That said their "innovations" on the desktop stopped some time ago.

This is pretty much a repeat of IBM's sunset from market dominance in its day, and this is a pretty much and expected tech cycle.
 
2013-04-06 08:59:06 AM  

corq: That said their "innovations" on the desktop stopped some time ago.


That's pretty much because the vast majority of corporate users are quite satisfied with Windows 7. it does what they want, it's reliable and fairly secure. Their employees are used to it, and most importantly, their corporate software runs fine on it.
 
2013-04-06 08:59:47 AM  
How can they be obsolete, there are still sprints left in the project.

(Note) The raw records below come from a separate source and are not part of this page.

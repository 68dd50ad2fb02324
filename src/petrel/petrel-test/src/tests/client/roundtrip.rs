/*
 * Petrel mail transfer engine
 * Copyright (C) 2024 the Petrel developers
 *
 * This program is free software: you can redistribute it and/or modify it under
 * the terms of the GNU General Public License as published by the Free Software
 * Foundation, either version 3 of the License, or any later version.
 *
 * This program is distributed in the hope that it will be useful, but WITHOUT
 * ANY WARRANTY; without even the implied warranty of MERCHANTABILITY or FITNESS
 * FOR A PARTICULAR PURPOSE.  See the GNU General Public License for more details.
 *
 * You should have received a copy of the GNU General Public License along with
 * this program. If not, see https://www.gnu.org/licenses/.
 *
*/

//! The two peer libraries driving each other over loopback TCP.

use crate::config::{client_tls_config, lmtp_test, local_test, tls_test};
use crate::mock::MockBackend;
use crate::{bind_random_port, spawn_receiver};
use petrel_client::{Client, ClientError, ClientOptions, Submission};
use petrel_common::options::{MailOptions, RcptOptions};

async fn start_server(
    config: petrel_protocol::ReceiverConfig,
    backend: MockBackend,
) -> (
    std::net::SocketAddr,
    std::sync::Arc<MockBackend>,
    tokio::task::JoinHandle<()>,
) {
    let (socket_server, server_addr) = bind_random_port!();
    let backend = std::sync::Arc::new(backend);
    let server = spawn_receiver!(
        socket_server,
        server_addr,
        std::sync::Arc::new(config),
        backend.clone()
    );
    (server_addr, backend, server)
}

#[test_log::test(tokio::test(flavor = "multi_thread", worker_threads = 2))]
async fn vanilla_submission_through_the_client() {
    let (addr, backend, server) = start_server(local_test(), MockBackend::default()).await;

    let mut client = Client::connect(&addr.ip().to_string(), addr.port(), ClientOptions::default())
        .await
        .unwrap();

    assert_eq!(client.max_message_size().await.unwrap(), Some(20_000_000));
    assert!(client.extension("CHUNKING").await.unwrap().is_some());
    assert!(client.extension("STARTTLS").await.unwrap().is_none());

    client.mail("a@x", &MailOptions::default()).await.unwrap();
    client.rcpt("b@y", &RcptOptions::default()).await.unwrap();

    let mut body = client.data().await.unwrap();
    body.write_all(b"Hey <3\r\n.stuff this\r\n").await.unwrap();
    let submission = body.finish().await.unwrap();
    assert!(matches!(submission, Submission::Accepted(_)));

    client.quit().await.unwrap();
    server.await.unwrap();

    let journal = backend.journal.lock().unwrap();
    assert_eq!(journal[0].body, b"Hey <3\r\n.stuff this\r\n");
}

#[test_log::test(tokio::test(flavor = "multi_thread", worker_threads = 2))]
async fn lmtp_results_are_aggregated_and_sorted() {
    let (addr, _backend, server) = start_server(lmtp_test(), MockBackend::default()).await;

    let mut client = Client::connect(&addr.ip().to_string(), addr.port(), ClientOptions::lmtp())
        .await
        .unwrap();

    client.mail("s@x", &MailOptions::default()).await.unwrap();
    client.rcpt("zz-unlucky@x", &RcptOptions::default()).await.unwrap();
    client.rcpt("ok@x", &RcptOptions::default()).await.unwrap();
    client.rcpt("unlucky@x", &RcptOptions::default()).await.unwrap();

    let mut body = client.data().await.unwrap();
    body.write_all(b"Hello\r\n").await.unwrap();
    let error = body.finish().await.unwrap_err();

    match &error {
        ClientError::LmtpDelivery { outcomes } => {
            // wire order is preserved in the outcomes
            assert_eq!(outcomes.len(), 3);
            assert_eq!(outcomes[0].recipient, "zz-unlucky@x");
            assert!(outcomes[0].result.is_ok(), "local part is not exactly 'unlucky'");
            assert!(outcomes[1].result.is_ok());
            assert!(outcomes[2].result.is_err());
        }
        other => panic!("expected an LMTP delivery error, got {other}"),
    }
    // the aggregate message is deterministic
    assert_eq!(
        error.to_string(),
        "delivery failed for <unlucky@x>: 554 5.0.0 Delivery failed"
    );

    client.quit().await.unwrap();
    server.await.unwrap();
}

#[test_log::test(tokio::test(flavor = "multi_thread", worker_threads = 2))]
async fn injection_attempts_fail_before_any_byte_leaves() {
    let (addr, backend, server) = start_server(local_test(), MockBackend::default()).await;

    let mut client = Client::connect(&addr.ip().to_string(), addr.port(), ClientOptions::default())
        .await
        .unwrap();

    client.mail("a@x", &MailOptions::default()).await.unwrap();
    let error = client
        .rcpt("a@b>\r\nDATA\r\nowned", &RcptOptions::default())
        .await
        .unwrap_err();
    assert!(matches!(error, ClientError::LineInjection { .. }));

    // the transaction is still healthy: nothing was written
    client.rcpt("b@y", &RcptOptions::default()).await.unwrap();
    client.reset().await.unwrap();
    client.quit().await.unwrap();
    server.await.unwrap();

    assert!(backend.journal.lock().unwrap().is_empty());
}

#[test_log::test(tokio::test(flavor = "multi_thread", worker_threads = 2))]
async fn capability_gated_options_fail_locally() {
    let config = petrel_protocol::ReceiverConfig {
        extensions: petrel_protocol::Extensions {
            rrvs: false,
            ..local_test().extensions
        },
        ..local_test()
    };
    let (addr, _backend, server) = start_server(config, MockBackend::default()).await;

    let mut client = Client::connect(&addr.ip().to_string(), addr.port(), ClientOptions::default())
        .await
        .unwrap();

    client.mail("a@x", &MailOptions::default()).await.unwrap();

    let rrvs = RcptOptions {
        rrvs: Some(time::macros::datetime!(2014-04-03 23:01:00 UTC)),
        ..RcptOptions::default()
    };
    let error = client.rcpt("b@y", &rrvs).await.unwrap_err();
    assert!(matches!(error, ClientError::CapabilityMissing("RRVS")));

    let utf8 = MailOptions {
        utf8: true,
        ..MailOptions::default()
    };
    // SMTPUTF8 is advertised here, so the client-side gate passes and the
    // server accepts it
    client.reset().await.unwrap();
    client.mail("dédé@exämple.org", &utf8).await.unwrap();

    client.quit().await.unwrap();
    server.await.unwrap();
}

#[test_log::test(tokio::test(flavor = "multi_thread", worker_threads = 2))]
async fn authentication_and_dsn_parameters() {
    let (addr, backend, server) = start_server(
        local_test(),
        MockBackend::with_credentials("jdoe", "secret"),
    )
    .await;

    let mut client = Client::connect(&addr.ip().to_string(), addr.port(), ClientOptions::default())
        .await
        .unwrap();

    assert!(client
        .supports_auth(&petrel_common::auth::Mechanism::Plain)
        .await
        .unwrap());

    let mut wrong = petrel_client::sasl::Plain::new("jdoe", "nope");
    let error = client.auth(&mut wrong).await.unwrap_err();
    assert!(matches!(error, ClientError::Smtp(e) if e.code == 535));

    let mut plain = petrel_client::sasl::Plain::new("jdoe", "secret");
    client.auth(&mut plain).await.unwrap();

    let mail = MailOptions {
        ret: Some(petrel_common::options::DsnReturn::Full),
        envelope_id: Some("QQ 314159".to_owned()),
        ..MailOptions::default()
    };
    client.mail("a@x", &mail).await.unwrap();

    let rcpt = RcptOptions {
        notify: Some(petrel_common::options::NotifyOn::Some {
            success: true,
            failure: true,
            delay: false,
        }),
        orcpt: Some(petrel_common::options::OriginalRecipient {
            addr_type: petrel_common::options::OrcptAddrType::Rfc822,
            mailbox: "b+old@y".to_owned(),
        }),
        ..RcptOptions::default()
    };
    client.rcpt("b@y", &rcpt).await.unwrap();

    let mut body = client.data().await.unwrap();
    body.write_all(b"dsn roundtrip\r\n").await.unwrap();
    body.finish().await.unwrap();
    client.quit().await.unwrap();
    server.await.unwrap();

    let journal = backend.journal.lock().unwrap();
    let message = &journal[0];
    // the xtext encoding survived the round trip
    assert_eq!(message.mail_options.envelope_id.as_deref(), Some("QQ 314159"));
    assert_eq!(
        message.recipients[0].1.orcpt.as_ref().unwrap().mailbox,
        "b+old@y"
    );
}

#[test_log::test(tokio::test(flavor = "multi_thread", worker_threads = 2))]
async fn starttls_through_the_client() {
    let (addr, backend, server) = start_server(tls_test(), MockBackend::default()).await;

    let client = Client::connect(&addr.ip().to_string(), addr.port(), ClientOptions::default())
        .await
        .unwrap();

    let mut client = client
        .starttls(client_tls_config(), Some("testserver.com"))
        .await
        .unwrap();

    // hello re-ran over TLS; STARTTLS is gone from the capability list
    assert!(client.extension("STARTTLS").await.unwrap().is_none());
    assert!(client.extension("REQUIRETLS").await.unwrap().is_some());

    client
        .send_message("a@x", &["b@y"], b"secret stuff\r\n")
        .await
        .unwrap();
    client.quit().await.unwrap();
    server.await.unwrap();

    assert_eq!(backend.journal.lock().unwrap()[0].body, b"secret stuff\r\n");
}

#[test_log::test(tokio::test(flavor = "multi_thread", worker_threads = 2))]
async fn doubled_starttls_is_refused_locally() {
    let (addr, _backend, server) = start_server(tls_test(), MockBackend::default()).await;

    let client = Client::connect(&addr.ip().to_string(), addr.port(), ClientOptions::default())
        .await
        .unwrap();
    let client = client
        .starttls(client_tls_config(), Some("testserver.com"))
        .await
        .unwrap();

    // the server no longer advertises STARTTLS, the client refuses locally
    let error = client
        .starttls(client_tls_config(), Some("testserver.com"))
        .await
        .unwrap_err();
    assert!(matches!(error, ClientError::CapabilityMissing("STARTTLS")));

    server.abort();
}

In case any of you technoweenies hasn't noticed, IBM is still a global org with billions of revenue decades after some of you thought they'd be gone.

If nothing else, Microsoft's sitting on a trove of internal tools that get daily use on campus, but are deemed not worth of shipping due to it not making a threshold of market sales. Any number of these could be turned into products. Thats how Sharepoint came into being. Seriously, the campus inside Redmond and elsewhere has more internally developed Windows tools. Its Windows Admin nirvana out there.
 
2013-04-06 10:18:27 AM  
This is great news.  I'll be glad that in four short years we won't have to deal with Active Directory rights synchronization,  getting Exchange mail onto mobile devices, and won't be collaborating on work on Sharepoint servers backed by MSSQL databases.  The best part is that I won't deal with Work, Excel, and other Office product issues because in the next four years it will all be supplanted and flawless transitioned into some obviously much better product that can do it all better and most likely for free, or at least cheaper.
 
2013-04-06 10:22:49 AM  
*in the toy smartphone market

Fairly important qualifier was omitted.
 
2013-04-06 10:28:24 AM  

Generation_D: How can they be obsolete, there are still sprints left in the project.

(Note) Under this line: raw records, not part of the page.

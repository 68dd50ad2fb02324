/*
 * Petrel mail transfer engine
 * Copyright (C) 2024 the Petrel developers
 *
 * This program is free software: you can redistribute it and/or modify it under
 * the terms of the GNU General Public License as published by the Free Software
 * Foundation, either version 3 of the License, or any later version.
 *
 * This program is distributed in the hope that it will be useful, but WITHOUT
 * ANY WARRANTY; without even the implied warranty of MERCHANTABILITY or FITNESS
 * FOR A PARTICULAR PURPOSE.  See the GNU General Public License for more details.
 *
 * You should have received a copy of the GNU General Public License along with
 * this program. If not, see https://www.gnu.org/licenses/.
 *
*/

//! The process-level shell around [`petrel_protocol::Receiver`]: socket
//! binding, the accept loop, per-connection tasks and graceful or abrupt
//! shutdown.

#![doc(html_no_source)]
#![deny(missing_docs)]
#![forbid(unsafe_code)]
//
#![warn(rust_2018_idioms)]
#![warn(clippy::all)]
#![warn(clippy::pedantic)]
#![warn(clippy::nursery)]
#![warn(clippy::cargo)]
//
#![allow(clippy::multiple_crate_versions)]

mod config;
mod server;

pub use config::ServerConfig;
pub use server::{socket_bind_anyhow, Server, ShutdownHandle, ShutdownTimedOut};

In case any of you technoweenies hasn't noticed, IBM is still a global org with billions of revenue decades after some of you thought they'd be gone.


True, but given some of IBM's latest moves (i.e. outsource ALL the engineering!), I think it's fair to expect a slow decline from them.  Companies that large rarely collapse quickly.

If nothing else, Microsoft's sitting on a trove of internal tools that get daily use on campus, but are deemed not worth of shipping due to it not making a threshold of market sales. Any number of these could be turned into products. Thats how Sharepoint came into being. Seriously, the campus inside Redmond and elsewhere has more internally developed Windows tools. Its Windows Admin nirvana out there.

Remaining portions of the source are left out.